After collecting the young man’s ID, the officer runs him through the system and then calls him over.
“I’ve never seen this before, there’s an input on the computer that you tested positive for COVID?” the officer queried.
“Yes,” the student answered.
“When was this?” the officer asked.
“This was, oh, a week ago,” says the student.
“Aren’t you supposed to be quarantining?” asks the officer.
“Yeah, that’s why I’m at my house,” the student answers.
“You have other people here and you’re positive for COVID? You see the problem?” says the officer. “How many other people have COVID?”
“They all do,” the student responds.
“Everybody?” the officer asks, sounding incredulous. “That’s what we’re trying to prevent, man.”
“Yeah, I know,” the student says.
After explaining that having several other people over to a house where all of the occupants have tested positive for COVID is “not quarantining,” the officer asks again, “So, everyone here has it?”
“Yes,” the student answers.
“Oh, my gosh,” says the officer.
After returning to his vehicle, the officer approaches the house again and begins to explain to the students who live there the “situation’s more complicated than it seems.”
“Everybody here has COVID and you guys have people over. That’s breaking quarantine. So who all lives here?” he asks before collecting their IDs.
The university is scheduled to begin in-person classes Sept. 21, but the students cited for the quarantine infractions could face suspensions, according to WOIO.
The university said violators of rules limiting mass gatherings are being given citations for endangering public health and for student code of conduct infractions.
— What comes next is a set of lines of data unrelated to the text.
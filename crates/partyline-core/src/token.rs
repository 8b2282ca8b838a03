use rand::Rng;

/// Random bytes per reconnection token.
pub const TOKEN_BYTES: usize = 32;

/// Issue an opaque reconnection token: 32 random bytes, hex-encoded.
pub fn issue_token() -> String {
    let mut bytes = [0u8; TOKEN_BYTES];
    rand::rng().fill(&mut bytes[..]);
    hex::encode(bytes)
}
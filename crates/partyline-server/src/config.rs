use std::time::Duration;

use serde::Deserialize;

use partyline_core::game_trait::RoundTiming;

/// Top-level server configuration, loaded from `partyline.toml`.
#[derive(Debug, Clone, Deserialize)]
#[serde(default)]
pub struct ServerConfig {
    pub listen_addr: String,
    pub auth: AuthFileConfig,
    pub limits: LimitsConfig,
    pub rooms: RoomsConfig,
    pub games: GamesConfig,
    pub store: StoreConfig,
}

impl Default for ServerConfig {
    fn default() -> Self {
        Self {
            listen_addr: "0.0.0.0:8080".to_string(),
            auth: AuthFileConfig::default(),
            limits: LimitsConfig::default(),
            rooms: RoomsConfig::default(),
            games: GamesConfig::default(),
            store: StoreConfig::default(),
        }
    }
}

/// Infrastructure limits (connection caps, buffer sizes, rate limits).
#[derive(Debug, Clone, Deserialize)]
#[serde(default)]
pub struct LimitsConfig {
    pub max_ws_connections: usize,
    pub ws_rate_limit_per_sec: f64,
    /// Token bucket size for the per-connection rate limiter.
    pub ws_rate_limit_burst: f64,
    pub player_message_buffer: usize,
}

impl Default for LimitsConfig {
    fn default() -> Self {
        Self {
            max_ws_connections: 500,
            ws_rate_limit_per_sec: 20.0,
            ws_rate_limit_burst: 40.0,
            player_message_buffer: 256,
        }
    }
}

/// Longest room TTL accepted, in seconds (one year).
pub const MAX_ROOM_TTL_SECS: u64 = 365 * 24 * 60 * 60;

/// Room lifecycle configuration.
#[derive(Debug, Clone, Deserialize)]
#[serde(default)]
pub struct RoomsConfig {
    /// Lifetime of a room someone is still attached to.
    pub active_ttl_secs: u64,
    /// Lifetime once the host and every player have disconnected.
    pub abandoned_ttl_secs: u64,
    pub sweep_interval_secs: u64,
    /// Cap on default content rows loaded for a game.
    pub default_content_limit: u32,
}

impl Default for RoomsConfig {
    fn default() -> Self {
        Self {
            active_ttl_secs: 24 * 60 * 60,
            abandoned_ttl_secs: 30 * 60,
            sweep_interval_secs: 60,
            default_content_limit: 50,
        }
    }
}

impl RoomsConfig {
    pub fn active_ttl(&self) -> chrono::Duration {
        ttl(self.active_ttl_secs)
    }

    pub fn abandoned_ttl(&self) -> chrono::Duration {
        ttl(self.abandoned_ttl_secs)
    }
}

fn ttl(secs: u64) -> chrono::Duration {
    let secs = i64::try_from(secs.min(MAX_ROOM_TTL_SECS)).unwrap_or(i64::MAX);
    chrono::Duration::seconds(secs)
}

/// Round timing handed to every engine.
#[derive(Debug, Clone, Deserialize)]
#[serde(default)]
pub struct GamesConfig {
    pub warmup_secs: u64,
    pub round_secs: u64,
    pub between_rounds_secs: u64,
    /// 0 plays one round per content item.
    pub max_rounds: u32,
}

impl Default for GamesConfig {
    fn default() -> Self {
        let timing = RoundTiming::default();
        Self {
            warmup_secs: timing.warmup.as_secs(),
            round_secs: timing.round.as_secs(),
            between_rounds_secs: timing.between_rounds.as_secs(),
            max_rounds: 0,
        }
    }
}

impl GamesConfig {
    pub fn timing(&self) -> RoundTiming {
        RoundTiming {
            warmup: Duration::from_secs(self.warmup_secs),
            round: Duration::from_secs(self.round_secs),
            between_rounds: Duration::from_secs(self.between_rounds_secs),
        }
    }
}

/// Durable store. With no `database_url` the server runs memory-only.
#[derive(Debug, Clone, Default, Deserialize)]
#[serde(default)]
pub struct StoreConfig {
    /// e.g. `sqlite://partyline.db?mode=rwc`
    pub database_url: Option<String>,
}

/// Auth section of the config file.
#[derive(Debug, Clone, Default, Deserialize)]
#[serde(default)]
pub struct AuthFileConfig {
    pub bearer_token: Option<String>,
}

impl ServerConfig {
    /// Validate configuration, exiting on values the server cannot run with.
    pub fn validate(&self) {
        if let Err(problem) = self.check() {
            tracing::error!("{problem}");
            std::process::exit(1);
        }

        // Secrets belong in the environment
        if self.auth.bearer_token.is_some() {
            tracing::warn!(
                "bearer_token is set in config file, use PARTYLINE_API_TOKEN env var in production"
            );
        }
        if self.rooms.abandoned_ttl_secs > self.rooms.active_ttl_secs {
            tracing::warn!(
                active = self.rooms.active_ttl_secs,
                abandoned = self.rooms.abandoned_ttl_secs,
                "Abandoned-room TTL exceeds the active TTL"
            );
        }
    }

    /// The checks behind [`ServerConfig::validate`], without exiting.
    pub fn check(&self) -> Result<(), String> {
        if self.listen_addr.parse::<std::net::SocketAddr>().is_err() {
            return Err(format!(
                "listen_addr is not a valid socket address: {}",
                self.listen_addr
            ));
        }
        if self.limits.max_ws_connections == 0 {
            return Err("limits.max_ws_connections must be > 0".into());
        }
        if self.limits.ws_rate_limit_per_sec <= 0.0 {
            return Err("limits.ws_rate_limit_per_sec must be > 0".into());
        }
        if self.limits.ws_rate_limit_burst < 1.0 {
            return Err("limits.ws_rate_limit_burst must be >= 1".into());
        }
        if self.limits.player_message_buffer == 0 {
            return Err("limits.player_message_buffer must be > 0".into());
        }
        if self.rooms.active_ttl_secs == 0 || self.rooms.abandoned_ttl_secs == 0 {
            return Err("rooms TTLs must be > 0".into());
        }
        if self.rooms.active_ttl_secs > MAX_ROOM_TTL_SECS
            || self.rooms.abandoned_ttl_secs > MAX_ROOM_TTL_SECS
        {
            return Err(format!("rooms TTLs must be <= {MAX_ROOM_TTL_SECS} seconds"));
        }
        if self.rooms.sweep_interval_secs == 0 {
            return Err("rooms.sweep_interval_secs must be > 0".into());
        }
        if self.games.round_secs == 0 {
            return Err("games.round_secs must be > 0".into());
        }
        Ok(())
    }

    /// Load config from `partyline.toml` if it exists, then apply env var overrides.
    pub fn load() -> Self {
        let mut config = match std::fs::read_to_string("partyline.toml") {
            Ok(content) => match toml::from_str::<ServerConfig>(&content) {
                Ok(cfg) => {
                    tracing::info!("Loaded configuration from partyline.toml");
                    cfg
                },
                Err(e) => {
                    tracing::warn!("Failed to parse partyline.toml: {e}, using defaults");
                    ServerConfig::default()
                },
            },
            Err(_) => {
                tracing::info!("No partyline.toml found, using defaults");
                ServerConfig::default()
            },
        };
        config.apply_env(|key| std::env::var(key).ok());
        config
    }

    /// Apply `PARTYLINE_*` overrides from `lookup`.
    pub fn apply_env(&mut self, lookup: impl Fn(&str) -> Option<String>) {
        let var = |key: &str| lookup(key).filter(|v| !v.is_empty());

        if let Some(addr) = var("PARTYLINE_LISTEN_ADDR") {
            self.listen_addr = addr;
        }
        if let Some(token) = var("PARTYLINE_API_TOKEN") {
            self.auth.bearer_token = Some(token);
        }
        if let Some(url) = var("PARTYLINE_DATABASE_URL") {
            self.store.database_url = Some(url);
        }
        if let Some(val) = var("PARTYLINE_MAX_WS_CONNECTIONS")
            && let Ok(n) = val.parse::<usize>()
        {
            self.limits.max_ws_connections = n;
        }
        if let Some(val) = var("PARTYLINE_WS_RATE_LIMIT")
            && let Ok(n) = val.parse::<f64>()
        {
            self.limits.ws_rate_limit_per_sec = n;
        }
        if let Some(val) = var("PARTYLINE_ROOM_TTL_SECS")
            && let Ok(n) = val.parse::<u64>()
        {
            self.rooms.active_ttl_secs = n;
        }
        if let Some(val) = var("PARTYLINE_ABANDONED_TTL_SECS")
            && let Ok(n) = val.parse::<u64>()
        {
            self.rooms.abandoned_ttl_secs = n;
        }
        if let Some(val) = var("PARTYLINE_SWEEP_INTERVAL_SECS")
            && let Ok(n) = val.parse::<u64>()
        {
            self.rooms.sweep_interval_secs = n;
        }
    }
}
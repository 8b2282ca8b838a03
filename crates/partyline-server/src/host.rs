use partyline_core::room::Room;
use partyline_core::token::issue_token;

use crate::room_manager::RoomManager;

impl RoomManager {
    /// Issue a fresh host token for `code`, invalidating any previous one.
    pub fn issue_host_token(&mut self, code: &str) -> String {
        let token = issue_token();
        self.install_host_token(code, token.clone());
        token
    }

    /// Bind `token` as the host token of `code`. The previous token, if any,
    /// stops resolving.
    pub fn install_host_token(&mut self, code: &str, token: String) {
        if let Some(previous) = self.room_host_tokens.insert(code.to_string(), token.clone()) {
            self.host_tokens.remove(&previous);
        }
        self.host_tokens.insert(token, code.to_string());
    }

    pub fn host_token(&self, code: &str) -> Option<&str> {
        self.room_host_tokens.get(code).map(String::as_str)
    }

    pub fn room_for_host_token(&self, token: &str) -> Option<&str> {
        self.host_tokens.get(token).map(String::as_str)
    }

    /// Point the room's host at a new connection and mark it present.
    pub fn update_host_socket(&mut self, code: &str, new_conn: &str) -> bool {
        let Some(entry) = self.rooms.get_mut(code) else {
            return false;
        };
        let room = &mut entry.room;
        if room.host_id != new_conn {
            tracing::info!(
                room = code,
                old = %room.host_id,
                new = new_conn,
                "Host socket replaced"
            );
        }
        room.host_id = new_conn.to_string();
        room.host_disconnected = false;
        self.update_room_expiry_on_activity(code);
        true
    }

    pub fn is_host_disconnected(&self, code: &str) -> bool {
        self.rooms
            .get(code)
            .is_some_and(|e| e.room.host_disconnected)
    }

    /// The host's transport dropped. The room stays; only its TTL changes.
    pub fn mark_host_disconnected(&mut self, code: &str) {
        let Some(entry) = self.rooms.get_mut(code) else {
            return;
        };
        entry.room.host_disconnected = true;
        tracing::info!(room = code, "Host disconnected");
        self.update_room_expiry_on_activity(code);
    }

    pub fn is_host(&self, code: &str, conn: &str) -> bool {
        self.rooms.get(code).is_some_and(|e| e.room.host_id == conn)
    }

    /// Host reconnection against live rooms only. `None` means the token is
    /// unknown here and the store should be consulted.
    pub fn reconnect_host_local(&mut self, token: &str, new_conn: &str) -> Option<Room> {
        let code = self.room_for_host_token(token)?.to_string();
        self.update_host_socket(&code, new_conn);
        self.get_room(&code).cloned()
    }
}

#[cfg(test)]
mod tests {
    use crate::room_manager::tests::manager_with_room;

    #[test]
    fn reissuing_invalidates_previous_token() {
        let (mut mgr, code) = manager_with_room();
        let first = mgr.host_token(&code).unwrap().to_string();
        let second = mgr.issue_host_token(&code);
        assert_ne!(first, second);
        assert!(mgr.room_for_host_token(&first).is_none());
        assert_eq!(mgr.room_for_host_token(&second), Some(code.as_str()));
    }

    #[test]
    fn host_reconnect_rebinds_and_clears_flag() {
        let (mut mgr, code) = manager_with_room();
        let token = mgr.host_token(&code).unwrap().to_string();
        mgr.mark_host_disconnected(&code);
        assert!(mgr.is_host_disconnected(&code));

        let room = mgr.reconnect_host_local(&token, "host-2").unwrap();
        assert_eq!(room.code, code);
        assert_eq!(room.host_id, "host-2");
        assert!(!room.host_disconnected);
        assert!(mgr.is_host(&code, "host-2"));
        assert!(!mgr.is_host(&code, "host-1"));
        assert!(mgr.reconnect_host_local("not-a-token", "host-3").is_none());
    }

    #[test]
    fn disconnect_mark_keeps_room() {
        let (mut mgr, code) = manager_with_room();
        mgr.mark_host_disconnected(&code);
        assert!(mgr.room_exists(&code));
        assert!(mgr.host_token(&code).is_some());
        mgr.mark_host_disconnected("ZZZZ");
        assert!(!mgr.is_host_disconnected("ZZZZ"));
        assert!(!mgr.update_host_socket("ZZZZ", "host-9"));
    }
}
use std::fmt;

use serde::{Deserialize, Serialize};

/// Tag identifying a mini-game type.
#[derive(Debug, Clone, Copy, PartialEq, Eq, Hash, Serialize, Deserialize)]
#[serde(rename_all = "kebab-case")]
pub enum GameType {
    Trivia,
    PriceGuess,
}

impl GameType {
    pub const ALL: &[GameType] = &[GameType::Trivia, GameType::PriceGuess];

    pub fn as_str(&self) -> &'static str {
        match self {
            Self::Trivia => "trivia",
            Self::PriceGuess => "price-guess",
        }
    }

    pub fn from_str_opt(s: &str) -> Option<Self> {
        Self::ALL.iter().copied().find(|g| g.as_str() == s)
    }
}

impl fmt::Display for GameType {
    fn fmt(&self, f: &mut fmt::Formatter<'_>) -> fmt::Result {
        f.write_str(self.as_str())
    }
}

#[cfg(test)]
mod tests {
    use super::*;

    #[test]
    fn tags_roundtrip_through_strings() {
        for game in GameType::ALL {
            assert_eq!(GameType::from_str_opt(game.as_str()), Some(*game));
            let json = serde_json::to_string(game).unwrap();
            assert_eq!(json, format!("\"{game}\""));
        }
        assert_eq!(GameType::from_str_opt("golf"), None);
    }
}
Five of the six people who were cited by the officer live in the home where the partiers gathered, the local news outlet reported, adding that thus far, about 1,000 Miami University students have tested positive for the disease.
That said, the students cited for the party did not appear to be exhibiting major symptoms, which is typical for young people who test positive.
Health experts and immunologists have said for months that younger, healthy people do not suffer major symptoms or die from COVID-19.
“Americans still misperceive the risks of death from COVID-19 for different age cohorts—to a shocking extent,” Sonal Desai, chief investment officer at Franklin Templeton Fixed Income, said in a study published in July.
Desai added that there’s a “gross misperception of COVID-19 risk” which is “driven by partisanship and misinformation.”
The study found, among other things, that “Americans overestimate the risk of death from COVID-19 for people aged 24 and younger by a factor of 50.”